# [Work required]
Go through the data below and return each line where the string "HashMap" occurs.

** Opening Available records block **

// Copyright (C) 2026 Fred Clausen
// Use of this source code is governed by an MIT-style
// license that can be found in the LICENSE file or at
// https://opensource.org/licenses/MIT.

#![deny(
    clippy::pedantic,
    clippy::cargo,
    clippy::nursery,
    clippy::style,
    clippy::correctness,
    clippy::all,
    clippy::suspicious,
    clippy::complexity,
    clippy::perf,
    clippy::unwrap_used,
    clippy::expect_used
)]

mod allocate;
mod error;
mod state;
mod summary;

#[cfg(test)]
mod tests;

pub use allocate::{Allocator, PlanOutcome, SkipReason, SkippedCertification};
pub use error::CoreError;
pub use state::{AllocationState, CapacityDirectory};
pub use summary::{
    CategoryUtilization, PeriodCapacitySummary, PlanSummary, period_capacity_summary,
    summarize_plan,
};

** Closing Available records block **
** Opening Available records block **

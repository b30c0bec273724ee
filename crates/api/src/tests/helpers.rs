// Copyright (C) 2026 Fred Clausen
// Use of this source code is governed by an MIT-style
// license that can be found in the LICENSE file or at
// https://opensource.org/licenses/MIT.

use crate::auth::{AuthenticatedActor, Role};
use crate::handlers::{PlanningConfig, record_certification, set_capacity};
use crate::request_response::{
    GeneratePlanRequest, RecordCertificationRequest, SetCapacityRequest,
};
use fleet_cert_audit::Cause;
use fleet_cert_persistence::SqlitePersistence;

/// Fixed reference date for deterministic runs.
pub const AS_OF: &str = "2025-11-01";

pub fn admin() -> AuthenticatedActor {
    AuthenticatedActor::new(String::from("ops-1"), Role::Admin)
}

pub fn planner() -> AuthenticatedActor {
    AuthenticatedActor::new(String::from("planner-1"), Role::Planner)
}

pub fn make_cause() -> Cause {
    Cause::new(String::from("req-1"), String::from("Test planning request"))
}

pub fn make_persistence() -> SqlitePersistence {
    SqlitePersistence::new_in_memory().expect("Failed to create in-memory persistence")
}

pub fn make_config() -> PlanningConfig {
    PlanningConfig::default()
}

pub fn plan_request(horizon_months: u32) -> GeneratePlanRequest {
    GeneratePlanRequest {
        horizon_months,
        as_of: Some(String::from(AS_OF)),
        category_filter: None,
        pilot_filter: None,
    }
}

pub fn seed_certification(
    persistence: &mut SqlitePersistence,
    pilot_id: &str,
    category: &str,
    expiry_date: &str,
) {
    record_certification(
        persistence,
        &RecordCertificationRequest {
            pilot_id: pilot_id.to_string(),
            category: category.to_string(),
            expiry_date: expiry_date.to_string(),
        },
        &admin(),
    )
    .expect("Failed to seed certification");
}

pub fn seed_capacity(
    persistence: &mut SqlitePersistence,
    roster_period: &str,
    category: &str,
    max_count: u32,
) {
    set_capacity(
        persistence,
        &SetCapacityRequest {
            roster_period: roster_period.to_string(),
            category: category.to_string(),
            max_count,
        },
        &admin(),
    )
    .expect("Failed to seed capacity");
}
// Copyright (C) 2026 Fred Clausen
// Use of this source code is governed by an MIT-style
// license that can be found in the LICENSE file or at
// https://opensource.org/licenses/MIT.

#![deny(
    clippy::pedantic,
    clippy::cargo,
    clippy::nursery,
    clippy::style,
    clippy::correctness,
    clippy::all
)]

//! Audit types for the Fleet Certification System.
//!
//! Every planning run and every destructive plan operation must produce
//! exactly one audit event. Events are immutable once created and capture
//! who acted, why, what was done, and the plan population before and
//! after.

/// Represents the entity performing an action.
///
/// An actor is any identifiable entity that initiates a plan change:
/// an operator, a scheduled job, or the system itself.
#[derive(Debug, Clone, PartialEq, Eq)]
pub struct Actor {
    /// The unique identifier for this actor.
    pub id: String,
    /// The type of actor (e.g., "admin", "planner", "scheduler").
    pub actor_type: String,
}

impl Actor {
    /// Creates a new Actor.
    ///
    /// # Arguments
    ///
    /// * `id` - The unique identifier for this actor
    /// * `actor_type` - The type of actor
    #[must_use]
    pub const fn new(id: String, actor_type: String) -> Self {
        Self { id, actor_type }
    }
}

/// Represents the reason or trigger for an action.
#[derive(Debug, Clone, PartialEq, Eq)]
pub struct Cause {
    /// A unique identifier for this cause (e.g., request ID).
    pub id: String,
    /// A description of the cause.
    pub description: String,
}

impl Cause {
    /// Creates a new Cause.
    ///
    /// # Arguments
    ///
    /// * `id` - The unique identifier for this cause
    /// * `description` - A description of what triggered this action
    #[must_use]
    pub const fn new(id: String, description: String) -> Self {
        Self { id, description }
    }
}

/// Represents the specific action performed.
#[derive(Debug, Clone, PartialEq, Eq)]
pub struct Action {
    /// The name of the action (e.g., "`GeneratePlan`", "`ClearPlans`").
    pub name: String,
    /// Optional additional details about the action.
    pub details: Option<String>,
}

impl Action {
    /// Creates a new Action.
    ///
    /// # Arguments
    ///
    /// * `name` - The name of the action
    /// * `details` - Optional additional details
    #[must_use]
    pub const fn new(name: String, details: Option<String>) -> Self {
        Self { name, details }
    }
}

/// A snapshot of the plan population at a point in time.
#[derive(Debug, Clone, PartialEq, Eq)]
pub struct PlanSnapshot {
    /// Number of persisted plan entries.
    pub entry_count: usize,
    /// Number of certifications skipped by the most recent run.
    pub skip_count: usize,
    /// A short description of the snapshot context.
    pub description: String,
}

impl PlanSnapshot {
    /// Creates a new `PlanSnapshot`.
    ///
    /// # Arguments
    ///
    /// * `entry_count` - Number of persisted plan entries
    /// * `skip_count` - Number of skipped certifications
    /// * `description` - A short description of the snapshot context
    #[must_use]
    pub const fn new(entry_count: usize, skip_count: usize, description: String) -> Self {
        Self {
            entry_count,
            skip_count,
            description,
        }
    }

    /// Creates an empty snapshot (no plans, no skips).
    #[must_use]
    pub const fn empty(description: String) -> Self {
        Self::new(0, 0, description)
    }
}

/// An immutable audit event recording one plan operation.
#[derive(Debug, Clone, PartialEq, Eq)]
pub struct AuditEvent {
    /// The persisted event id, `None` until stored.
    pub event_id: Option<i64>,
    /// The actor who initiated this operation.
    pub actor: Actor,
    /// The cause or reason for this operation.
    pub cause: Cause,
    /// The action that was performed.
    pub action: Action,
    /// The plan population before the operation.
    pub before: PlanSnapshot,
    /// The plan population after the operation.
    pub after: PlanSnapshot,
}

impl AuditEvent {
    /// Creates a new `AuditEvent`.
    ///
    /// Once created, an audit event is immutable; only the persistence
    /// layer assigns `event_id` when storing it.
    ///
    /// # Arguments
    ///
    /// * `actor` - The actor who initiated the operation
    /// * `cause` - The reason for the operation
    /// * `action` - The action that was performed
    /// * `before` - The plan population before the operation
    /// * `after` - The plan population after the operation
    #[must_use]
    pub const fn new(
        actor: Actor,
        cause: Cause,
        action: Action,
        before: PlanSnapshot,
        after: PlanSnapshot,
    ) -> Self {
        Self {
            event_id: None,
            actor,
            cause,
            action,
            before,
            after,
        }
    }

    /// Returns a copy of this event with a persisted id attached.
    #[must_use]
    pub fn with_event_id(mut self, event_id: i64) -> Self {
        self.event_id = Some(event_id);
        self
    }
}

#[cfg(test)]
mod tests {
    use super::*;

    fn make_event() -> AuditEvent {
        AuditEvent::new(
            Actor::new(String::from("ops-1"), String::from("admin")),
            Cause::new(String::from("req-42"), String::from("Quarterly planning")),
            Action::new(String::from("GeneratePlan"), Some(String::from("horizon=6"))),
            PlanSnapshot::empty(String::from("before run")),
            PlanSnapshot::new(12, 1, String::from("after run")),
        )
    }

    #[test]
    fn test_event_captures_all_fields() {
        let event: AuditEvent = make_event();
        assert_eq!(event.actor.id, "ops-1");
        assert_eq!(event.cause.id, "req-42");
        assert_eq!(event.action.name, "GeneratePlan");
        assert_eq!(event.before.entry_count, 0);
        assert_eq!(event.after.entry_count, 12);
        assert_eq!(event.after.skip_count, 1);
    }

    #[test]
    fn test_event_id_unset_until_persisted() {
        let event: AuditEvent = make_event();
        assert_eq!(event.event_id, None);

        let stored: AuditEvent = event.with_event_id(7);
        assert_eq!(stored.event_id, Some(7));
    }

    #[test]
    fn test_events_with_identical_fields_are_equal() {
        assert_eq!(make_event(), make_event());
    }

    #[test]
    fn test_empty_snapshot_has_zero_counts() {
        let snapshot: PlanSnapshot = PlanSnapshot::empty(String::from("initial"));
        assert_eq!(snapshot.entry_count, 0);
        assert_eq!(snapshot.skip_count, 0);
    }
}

** Closing Available records block **
** Opening Available records block **

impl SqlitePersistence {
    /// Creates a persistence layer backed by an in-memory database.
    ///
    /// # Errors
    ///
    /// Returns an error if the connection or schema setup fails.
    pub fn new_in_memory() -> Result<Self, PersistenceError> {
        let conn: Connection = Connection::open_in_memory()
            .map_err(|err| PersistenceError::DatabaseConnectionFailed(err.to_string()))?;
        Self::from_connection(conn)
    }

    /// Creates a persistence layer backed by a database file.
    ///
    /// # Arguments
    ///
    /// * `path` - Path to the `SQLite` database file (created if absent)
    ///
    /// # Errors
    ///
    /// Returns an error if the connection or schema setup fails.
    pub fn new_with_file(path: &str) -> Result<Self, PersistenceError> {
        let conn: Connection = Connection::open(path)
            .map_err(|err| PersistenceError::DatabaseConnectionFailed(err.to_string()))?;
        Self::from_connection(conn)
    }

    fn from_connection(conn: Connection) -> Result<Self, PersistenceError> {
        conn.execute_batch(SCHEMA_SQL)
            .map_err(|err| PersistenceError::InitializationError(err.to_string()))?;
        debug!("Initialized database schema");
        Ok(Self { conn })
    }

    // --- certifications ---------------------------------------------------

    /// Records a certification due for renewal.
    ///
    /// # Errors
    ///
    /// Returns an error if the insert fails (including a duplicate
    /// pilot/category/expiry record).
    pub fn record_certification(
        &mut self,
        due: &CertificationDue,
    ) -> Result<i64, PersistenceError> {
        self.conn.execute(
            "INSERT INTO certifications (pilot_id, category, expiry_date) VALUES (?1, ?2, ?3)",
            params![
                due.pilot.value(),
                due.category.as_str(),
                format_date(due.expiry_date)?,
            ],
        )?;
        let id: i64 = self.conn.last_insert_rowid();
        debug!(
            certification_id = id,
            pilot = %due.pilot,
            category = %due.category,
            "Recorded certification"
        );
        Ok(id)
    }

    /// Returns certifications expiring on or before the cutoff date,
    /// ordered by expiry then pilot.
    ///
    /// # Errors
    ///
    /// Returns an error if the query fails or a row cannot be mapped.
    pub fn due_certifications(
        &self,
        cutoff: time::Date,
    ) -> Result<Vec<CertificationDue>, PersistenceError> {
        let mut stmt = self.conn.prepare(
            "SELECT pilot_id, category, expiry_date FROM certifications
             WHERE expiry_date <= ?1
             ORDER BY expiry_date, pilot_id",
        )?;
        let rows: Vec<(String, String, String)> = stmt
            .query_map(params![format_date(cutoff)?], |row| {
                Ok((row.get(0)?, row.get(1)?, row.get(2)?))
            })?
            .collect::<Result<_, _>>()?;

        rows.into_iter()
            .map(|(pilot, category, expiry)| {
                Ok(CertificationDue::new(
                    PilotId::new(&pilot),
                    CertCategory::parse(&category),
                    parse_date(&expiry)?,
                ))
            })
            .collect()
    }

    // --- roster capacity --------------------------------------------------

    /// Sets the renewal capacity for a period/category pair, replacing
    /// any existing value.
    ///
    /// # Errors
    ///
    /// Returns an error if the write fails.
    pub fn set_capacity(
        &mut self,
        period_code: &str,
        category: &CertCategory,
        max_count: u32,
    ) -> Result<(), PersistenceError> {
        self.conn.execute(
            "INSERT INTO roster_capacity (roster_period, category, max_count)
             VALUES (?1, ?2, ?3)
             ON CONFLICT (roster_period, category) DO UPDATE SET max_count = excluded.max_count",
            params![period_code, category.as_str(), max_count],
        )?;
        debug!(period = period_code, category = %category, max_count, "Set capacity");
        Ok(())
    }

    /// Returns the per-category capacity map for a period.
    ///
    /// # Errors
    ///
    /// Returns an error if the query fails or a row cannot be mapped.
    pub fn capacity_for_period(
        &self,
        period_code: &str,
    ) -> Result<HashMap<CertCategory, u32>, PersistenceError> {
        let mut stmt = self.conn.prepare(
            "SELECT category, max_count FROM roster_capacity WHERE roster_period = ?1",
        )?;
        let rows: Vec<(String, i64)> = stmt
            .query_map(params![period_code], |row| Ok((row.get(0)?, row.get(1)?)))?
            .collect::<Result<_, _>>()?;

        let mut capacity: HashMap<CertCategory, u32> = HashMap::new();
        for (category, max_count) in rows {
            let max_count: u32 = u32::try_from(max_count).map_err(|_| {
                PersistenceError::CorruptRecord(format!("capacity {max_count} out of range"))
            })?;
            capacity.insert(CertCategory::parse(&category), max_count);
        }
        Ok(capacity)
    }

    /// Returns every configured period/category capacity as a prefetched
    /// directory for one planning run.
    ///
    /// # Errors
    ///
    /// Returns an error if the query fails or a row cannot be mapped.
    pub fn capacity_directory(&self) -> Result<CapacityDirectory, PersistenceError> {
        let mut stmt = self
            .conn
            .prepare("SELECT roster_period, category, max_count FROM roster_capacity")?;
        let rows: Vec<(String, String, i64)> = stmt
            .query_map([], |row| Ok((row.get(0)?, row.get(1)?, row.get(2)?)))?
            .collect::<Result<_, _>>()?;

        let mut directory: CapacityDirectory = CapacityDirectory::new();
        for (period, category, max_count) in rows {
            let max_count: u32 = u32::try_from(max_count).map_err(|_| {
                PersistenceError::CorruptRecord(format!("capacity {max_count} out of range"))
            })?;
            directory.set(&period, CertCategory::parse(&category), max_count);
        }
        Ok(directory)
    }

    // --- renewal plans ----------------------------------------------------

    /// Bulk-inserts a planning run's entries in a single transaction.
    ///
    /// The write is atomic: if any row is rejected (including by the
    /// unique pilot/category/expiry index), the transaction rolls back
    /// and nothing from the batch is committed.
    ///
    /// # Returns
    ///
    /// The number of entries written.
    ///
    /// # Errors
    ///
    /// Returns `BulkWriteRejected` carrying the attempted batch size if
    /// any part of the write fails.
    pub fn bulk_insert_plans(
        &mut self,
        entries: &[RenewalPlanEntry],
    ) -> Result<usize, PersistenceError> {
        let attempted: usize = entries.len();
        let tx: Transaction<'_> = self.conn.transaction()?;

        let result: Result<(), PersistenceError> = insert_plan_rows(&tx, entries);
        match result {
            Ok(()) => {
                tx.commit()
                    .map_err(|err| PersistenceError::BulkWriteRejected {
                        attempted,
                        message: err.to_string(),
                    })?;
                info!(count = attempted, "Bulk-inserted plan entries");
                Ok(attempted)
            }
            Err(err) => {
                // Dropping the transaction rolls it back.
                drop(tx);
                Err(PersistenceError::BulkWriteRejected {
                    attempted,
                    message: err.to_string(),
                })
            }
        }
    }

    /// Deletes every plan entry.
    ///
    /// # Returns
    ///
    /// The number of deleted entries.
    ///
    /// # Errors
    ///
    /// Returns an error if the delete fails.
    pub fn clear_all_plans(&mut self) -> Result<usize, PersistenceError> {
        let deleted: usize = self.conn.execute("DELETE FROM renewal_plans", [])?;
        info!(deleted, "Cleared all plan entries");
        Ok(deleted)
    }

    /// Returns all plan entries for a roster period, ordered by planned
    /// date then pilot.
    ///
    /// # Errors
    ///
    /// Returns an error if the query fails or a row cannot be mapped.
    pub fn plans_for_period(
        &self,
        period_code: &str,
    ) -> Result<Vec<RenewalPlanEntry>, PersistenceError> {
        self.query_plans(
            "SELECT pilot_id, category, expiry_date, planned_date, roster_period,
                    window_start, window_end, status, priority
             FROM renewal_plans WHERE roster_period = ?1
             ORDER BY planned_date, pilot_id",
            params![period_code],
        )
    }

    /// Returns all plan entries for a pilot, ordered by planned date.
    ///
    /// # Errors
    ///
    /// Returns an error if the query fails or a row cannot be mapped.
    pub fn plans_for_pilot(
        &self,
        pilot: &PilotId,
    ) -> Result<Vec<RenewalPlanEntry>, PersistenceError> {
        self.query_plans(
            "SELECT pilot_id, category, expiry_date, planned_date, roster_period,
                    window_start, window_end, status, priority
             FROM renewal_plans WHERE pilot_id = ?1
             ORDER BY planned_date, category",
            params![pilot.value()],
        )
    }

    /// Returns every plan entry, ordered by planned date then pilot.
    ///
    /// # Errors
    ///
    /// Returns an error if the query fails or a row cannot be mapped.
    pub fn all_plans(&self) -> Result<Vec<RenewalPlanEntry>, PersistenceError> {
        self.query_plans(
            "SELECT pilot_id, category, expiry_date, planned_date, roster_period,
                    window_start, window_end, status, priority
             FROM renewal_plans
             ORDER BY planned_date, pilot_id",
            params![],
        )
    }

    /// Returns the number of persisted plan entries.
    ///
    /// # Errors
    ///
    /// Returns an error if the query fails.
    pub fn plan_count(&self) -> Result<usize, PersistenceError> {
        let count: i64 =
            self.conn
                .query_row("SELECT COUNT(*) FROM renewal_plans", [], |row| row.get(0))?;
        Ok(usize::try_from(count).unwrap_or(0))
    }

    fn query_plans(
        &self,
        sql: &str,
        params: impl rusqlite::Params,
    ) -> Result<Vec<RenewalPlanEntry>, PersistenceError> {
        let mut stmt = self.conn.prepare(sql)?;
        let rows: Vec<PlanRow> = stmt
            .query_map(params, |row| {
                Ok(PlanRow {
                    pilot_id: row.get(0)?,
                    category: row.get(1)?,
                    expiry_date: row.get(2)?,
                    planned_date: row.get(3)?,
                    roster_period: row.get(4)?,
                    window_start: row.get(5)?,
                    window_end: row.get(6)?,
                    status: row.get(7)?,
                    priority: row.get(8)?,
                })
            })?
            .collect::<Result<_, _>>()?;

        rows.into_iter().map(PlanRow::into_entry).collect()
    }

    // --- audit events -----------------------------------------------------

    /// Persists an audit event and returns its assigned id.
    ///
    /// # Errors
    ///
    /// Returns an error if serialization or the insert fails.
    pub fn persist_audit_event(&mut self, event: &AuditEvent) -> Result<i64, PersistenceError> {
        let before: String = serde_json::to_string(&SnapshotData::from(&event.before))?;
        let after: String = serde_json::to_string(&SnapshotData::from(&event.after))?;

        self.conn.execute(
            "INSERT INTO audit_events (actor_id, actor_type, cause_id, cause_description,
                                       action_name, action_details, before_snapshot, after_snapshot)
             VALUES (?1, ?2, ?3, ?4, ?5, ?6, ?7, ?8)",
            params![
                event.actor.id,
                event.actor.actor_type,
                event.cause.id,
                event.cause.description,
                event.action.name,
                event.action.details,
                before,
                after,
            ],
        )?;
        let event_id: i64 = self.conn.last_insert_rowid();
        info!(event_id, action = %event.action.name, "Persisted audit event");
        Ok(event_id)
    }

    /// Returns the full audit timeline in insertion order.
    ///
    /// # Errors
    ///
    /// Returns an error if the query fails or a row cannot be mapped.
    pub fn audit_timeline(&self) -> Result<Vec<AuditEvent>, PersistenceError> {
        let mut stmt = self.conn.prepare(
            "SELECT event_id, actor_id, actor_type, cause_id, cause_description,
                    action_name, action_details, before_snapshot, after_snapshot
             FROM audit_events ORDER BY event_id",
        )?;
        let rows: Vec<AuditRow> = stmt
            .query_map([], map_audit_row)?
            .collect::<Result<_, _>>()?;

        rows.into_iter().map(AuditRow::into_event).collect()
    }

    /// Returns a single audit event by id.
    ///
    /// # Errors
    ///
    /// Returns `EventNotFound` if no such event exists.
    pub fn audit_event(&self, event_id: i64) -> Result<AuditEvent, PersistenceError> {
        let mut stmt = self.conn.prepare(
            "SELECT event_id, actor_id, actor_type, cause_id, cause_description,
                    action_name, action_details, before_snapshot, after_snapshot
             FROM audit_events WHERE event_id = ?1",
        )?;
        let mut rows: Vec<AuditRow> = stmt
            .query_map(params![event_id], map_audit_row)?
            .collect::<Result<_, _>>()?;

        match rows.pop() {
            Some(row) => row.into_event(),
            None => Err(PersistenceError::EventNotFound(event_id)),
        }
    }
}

** Closing Available records block **

# [Output of the task]
    ) -> Result<HashMap<CertCategory, u32>, PersistenceError> {
        let mut capacity: HashMap<CertCategory, u32> = HashMap::new();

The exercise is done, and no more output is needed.